Some of those innovations are
historically prominent, such as Grand Rapids’ citywide fluoridation
program. In 1945, Grand Rapids adjusted the fluoride
content of its water supply to 1.0 parts per
million and became the first city to implement
community water fluoridation while studying its
effects on tooth decay among the city’s
children. According to the National Cancer Institute,
by 1992 more than 60 percent of the U.S. population
served by public water systems had access to
water fluoridated at approximately 1.0 ppm, the
optimal level to prevent tooth decay. The Centers
for Disease Control and Prevention calls fluoridation
of water “one of the greatest achievements
in public health in the 20th century.”
In the 1930s, Pearl Kendrick, Grace Eldering
and Loney Gordon developed the first viable vaccine
for pertussis (whooping cough) while heading
the Grand Rapids branch laboratory of the Michigan
Department of Public Health.
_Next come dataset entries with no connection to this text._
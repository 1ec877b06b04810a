/// A source position: zero-based row and column, plus the byte offset
/// into the source text (used only for diagnostic rendering).
#[derive(Clone, Copy, Debug, Default, PartialEq, Eq)]
pub struct Pos {
    pub row: u32,
    pub col: u32,
    pub byte: u32,
}

impl Pos {
    pub fn new(row: u32, col: u32, byte: u32) -> Self {
        Self { row, col, byte }
    }

    /// The 1-based source row, as used in `#line` directives.
    pub fn line(&self) -> u32 {
        self.row + 1
    }
}

/// Row-major ordering: positions compare by row, then column.
impl PartialOrd for Pos {
    fn partial_cmp(&self, other: &Self) -> Option<std::cmp::Ordering> {
        Some(self.cmp(other))
    }
}

impl Ord for Pos {
    fn cmp(&self, other: &Self) -> std::cmp::Ordering {
        (self.row, self.col, self.byte).cmp(&(other.row, other.col, other.byte))
    }
}

/// A source range: `begin` is the position of the first character
/// consumed for a node, `end` the position immediately after its last.
#[derive(Clone, Copy, Debug, Default, PartialEq, Eq)]
pub struct Span {
    pub begin: Pos,
    pub end: Pos,
}

impl Span {
    pub fn new(begin: Pos, end: Pos) -> Self {
        Self { begin, end }
    }

    pub fn dummy() -> Self {
        Self::default()
    }

    pub fn merge(self, other: Span) -> Span {
        Span {
            begin: self.begin.min(other.begin),
            end: self.end.max(other.end),
        }
    }
}

/// A value annotated with its source span.
#[derive(Clone, Debug, PartialEq)]
pub struct Spanned<T> {
    pub node: T,
    pub span: Span,
}

impl<T> Spanned<T> {
    pub fn new(node: T, span: Span) -> Self {
        Self { node, span }
    }

    pub fn dummy(node: T) -> Self {
        Self {
            node,
            span: Span::dummy(),
        }
    }

    pub fn map<U>(self, f: impl FnOnce(T) -> U) -> Spanned<U> {
        Spanned {
            node: f(self.node),
            span: self.span,
        }
    }
}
Field trials were
conducted on local children, and they were the
first researchers to develop a shot that combined
the pertussis vaccine and the diphtheria toxoid
vaccine. Their groundbreaking efforts shaped
the approach to modern clinical trials.
Other medical milestones may not receive as much
attention, but they are no less important.
Take hemorrhoids, for example. A bit of background
What would become the Ferguson-Droste-Ferguson Clinic
and Ferguson Hospital was started in 1929 when three
Grand Rapids doctors split from a practice at the
local Burleson Sanitarium and formed the FDF Sanitarium
in the Park Place Building downtown.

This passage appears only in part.